Wilbur Snyder (September 15, 1929 – December 25, 1991) was an American football player and professional wrestler.

Wrestling career
Snyder's wrestling debut occurred during football's 1953 off-season. He was trained by Sandor Szabo and Warren Bockwinkel in Southern California. In 1954, Snyder retired from football completely to pursue a full-time career in wrestling. Part of his in-ring persona included the use of many football tactics, and it garnered Snyder a lot of national attention. He had already been a regional champion in Montreal, Quebec, Canada when he made a name for himself by defeating Verne Gagne and winning the United States Championship at Marigold Arena in Chicago on April 7, 1956.

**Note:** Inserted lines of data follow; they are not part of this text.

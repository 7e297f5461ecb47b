//! Employee endpoints (admin only on the server side).

use reqwest::Method;

use super::{ApiClient, ApiResult};
use crate::models::{Employee, EmployeeInput, Paginated, RecordId};

impl ApiClient {
    pub async fn list_employees(&self, search: Option<&str>, page: u32) -> ApiResult<Paginated<Employee>> {
        let mut query = vec![("page", page.max(1).to_string())];
        if let Some(search) = search.filter(|s| !s.trim().is_empty()) {
            query.push(("search", search.trim().to_string()));
        }
        self.get_page("/employees", &query).await
    }

    pub async fn get_employee(&self, id: RecordId) -> ApiResult<Employee> {
        self.get_data(&format!("/employees/{}", id), &[]).await
    }

    pub async fn create_employee(&self, input: &EmployeeInput) -> ApiResult<Employee> {
        self.post_data("/employees", input).await
    }

    pub async fn update_employee(&self, id: RecordId, input: &EmployeeInput) -> ApiResult<Employee> {
        self.put_data(&format!("/employees/{}", id), input).await
    }

    /// Soft delete. `transfer_to` hands the employee's clients to another
    /// employee; whether deleting without one is allowed is the server's call.
    pub async fn delete_employee(&self, id: RecordId, transfer_to: Option<RecordId>) -> ApiResult<()> {
        let query: Vec<(&'static str, String)> = transfer_to
            .map(|target| vec![("transfer_to", target.to_string())])
            .unwrap_or_default();
        self.execute(Method::DELETE, &format!("/employees/{}", id), &query).await
    }
}
#[cfg(test)]
mod tests {
    use super::*;
    use crate::models::{ClientRef, OfferType, SubscriptionStatus};

    fn date(y: i32, m: u32, d: u32) -> NaiveDate {
        NaiveDate::from_ymd_opt(y, m, d).unwrap()
    }

    fn active_until(id: u64, end: NaiveDate) -> Subscription {
        Subscription {
            id,
            client_id: 4,
            client: Some(ClientRef {
                id: 4,
                name: "Karim".to_string(),
            }),
            employee_id: None,
            employee: None,
            offer_type: OfferType::Monthly,
            price: 300.0,
            status: SubscriptionStatus::Active,
            start_date: date(2024, 5, 9),
            end_date: end,
            created_at: None,
        }
    }

    fn row<'a>(rendered: &'a str, id: &str) -> &'a str {
        rendered
            .lines()
            .find(|line| line.starts_with(id))
            .unwrap()
    }

    #[test]
    fn test_list_shows_overlay_and_expiring_flag() {
        let today = date(2024, 6, 10);
        let rows = vec![active_until(1, date(2024, 6, 9)), active_until(2, date(2024, 6, 13))];
        let meta = PageMeta {
            current_page: 1,
            last_page: 1,
            total: 2,
        };

        let rendered = subscriptions(&rows, meta, today, &UiConfig::default());
        let lapsed = row(&rendered, "1 ");
        assert!(lapsed.contains("Expired"));
        assert!(!lapsed.contains("Active"));
        assert!(!lapsed.contains("left"));
        let expiring = row(&rendered, "2 ");
        assert!(expiring.contains("Active"));
        assert!(expiring.ends_with("3d left"));
        assert!(rendered.contains("Page 1 of 1 (2 total)"));
        assert!(!rendered.contains("--page"));

        let meta = PageMeta {
            current_page: 2,
            last_page: 3,
            total: 25,
        };
        let rendered = subscriptions(&rows, meta, today, &UiConfig::default());
        assert!(rendered.contains("Previous: --page 1"));
        assert!(rendered.contains("Next:     --page 3"));
    }

    #[test]
    fn test_detail_keeps_recorded_status_visible() {
        let today = date(2024, 6, 10);
        let rendered = subscription(&active_until(1, date(2024, 6, 9)), today, &UiConfig::default());
        assert!(rendered.contains("Status:    Expired (recorded as Active)"));
        assert!(rendered.contains("Ended:     1 day(s) ago"));
    }

    #[test]
    fn test_empty_pages_and_signed_out_profile() {
        let today = date(2024, 6, 10);
        let rendered = subscriptions(&[], PageMeta::default(), today, &UiConfig::default());
        assert_eq!(rendered, "No subscriptions found.\n");

        let rendered = profile(None, &SessionState::default(), "http://localhost:8000/api");
        assert!(rendered.contains("Not signed in."));
        assert!(rendered.contains("Backend:   http://localhost:8000/api"));
    }
}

Snyder was a regional champion in a myriad of territories that were affiliated with the National Wrestling Alliance (NWA). One of those championships was an offshoot of the world title that he won from Verne Gagne on November 15, 1958 in Omaha, Nebraska.

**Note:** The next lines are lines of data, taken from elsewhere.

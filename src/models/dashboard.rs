//! Dashboard snapshot, aggregated by the backend per (employee, year, month).

use chrono::NaiveDate;
use serde::{Deserialize, Serialize};

use super::common::{amount, api_date, RecordId};
use super::subscription::OfferType;

#[derive(Debug, Clone, Default, Serialize, Deserialize, PartialEq)]
pub struct FinancialSummary {
    #[serde(default, with = "amount")]
    pub total_revenue: f64,
    #[serde(default, with = "amount")]
    pub period_revenue: f64,
    #[serde(default, with = "amount")]
    pub previous_period_revenue: f64,
    #[serde(default)]
    pub payments_count: u64,
}

#[derive(Debug, Clone, Default, Serialize, Deserialize, PartialEq)]
pub struct ClientAnalytics {
    #[serde(default)]
    pub total_clients: u64,
    #[serde(default)]
    pub new_clients: u64,
    #[serde(default)]
    pub previous_new_clients: u64,
    #[serde(default)]
    pub active_subscriptions: u64,
}

#[derive(Debug, Clone, Serialize, Deserialize, PartialEq)]
pub struct RevenuePoint {
    pub label: String,
    #[serde(with = "amount")]
    pub revenue: f64,
}

#[derive(Debug, Clone, Serialize, Deserialize, PartialEq)]
pub struct DistributionSlice {
    pub offer_type: OfferType,
    pub count: u64,
}

#[derive(Debug, Clone, Serialize, Deserialize, PartialEq)]
pub struct LeaderboardEntry {
    pub employee_id: RecordId,
    pub name: String,
    #[serde(with = "amount")]
    pub revenue: f64,
    #[serde(default)]
    pub subscriptions_count: u64,
}

#[derive(Debug, Clone, Serialize, Deserialize, PartialEq)]
pub struct ExpiringSubscription {
    pub id: RecordId,
    pub client_name: String,
    pub offer_type: OfferType,
    #[serde(with = "api_date")]
    pub end_date: NaiveDate,
}

#[derive(Debug, Clone, Default, Serialize, Deserialize, PartialEq)]
pub struct DashboardSnapshot {
    #[serde(default)]
    pub financial: FinancialSummary,
    #[serde(default)]
    pub clients: ClientAnalytics,
    #[serde(default)]
    pub revenue_history: Vec<RevenuePoint>,
    #[serde(default)]
    pub subscription_distribution: Vec<DistributionSlice>,
    #[serde(default)]
    pub leaderboard: Vec<LeaderboardEntry>,
    #[serde(default)]
    pub expiring: Vec<ExpiringSubscription>,
}

#[derive(Debug, Clone, Default, PartialEq)]
pub struct DashboardFilter {
    pub employee_id: Option<RecordId>,
    pub year: Option<i32>,
    pub month: Option<u32>,
}

impl DashboardFilter {
    pub fn query(&self) -> Vec<(&'static str, String)> {
        let mut query = Vec::new();
        if let Some(employee_id) = self.employee_id {
            query.push(("employee_id", employee_id.to_string()));
        }
        if let Some(year) = self.year {
            query.push(("year", year.to_string()));
        }
        if let Some(month) = self.month {
            query.push(("month", month.to_string()));
        }
        query
    }
}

After the departure of Jim Barnett, Snyder bought into the Indianapolis territory with Dick the Bruiser. The enterprise was known as Championship Wrestling Inc. on April 27, 1965. Snyder's wife Shirlee was listed as the registered agent. Snyder and Dick's mother, M.A. (Margaret) Johnston were listed as directors of the company, to keep the wrestler's ownership of the territory private.

The defeat of Mitsu Arakawa in September 1967 added the WWA title to Snyder's list of accomplishments. The victory resulted in a two-year run as WWA Champion for Snyder. Between 1956 and 1962, he was a ten time United States Champion. Snyder was also involved in long in-ring feuds with Dick the Bruiser and Hans Schmidt. Another accomplishment of Snyder's was his reign as 13-time WWA Tag Team Champion. During a tour of Japan in 1969, Snyder teamed with Danny Hodge to claim the Japan Pro-Wrestling Alliance's NWA International Tag Team Championship.

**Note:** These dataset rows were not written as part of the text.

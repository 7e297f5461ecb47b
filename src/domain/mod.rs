//! Business rules the client derives locally from backend records.
//!
//! Everything here is pure: no I/O, no clock reads. Callers pass `today`.

pub mod display;
pub mod navigation;
pub mod pagination;
pub mod subscription;
pub mod validation;

pub use navigation::{guard, visible_sections, Navigation, Route, Section};
pub use pagination::{AfterRemoval, ListState};
pub use subscription::{effective_status, end_date, SubscriptionForm};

Snyder was often billed as "The World's Most Scientific Wrestler". On Bret Hart's greatest hits video Wilbur Snyder also gets a mention by Bobby "The Brain" Heenan and "Macho Man" Randy Savage. Heenan claiming Snyder basically invented the abdominal stretch.

Snyder's legacy was cemented by WWE announcer Jim Ross who would refer to "shades of the late Wilbur Snyder" anytime somebody used the abdominal stretch for most of the late 1990s and early 2000s.

Personal life

Wilbur married Shirlee Ann Hanson in 1948. His son in law is Steve Regal. He died on December 25, 1991, aged 62, in Pompano Beach, Florida.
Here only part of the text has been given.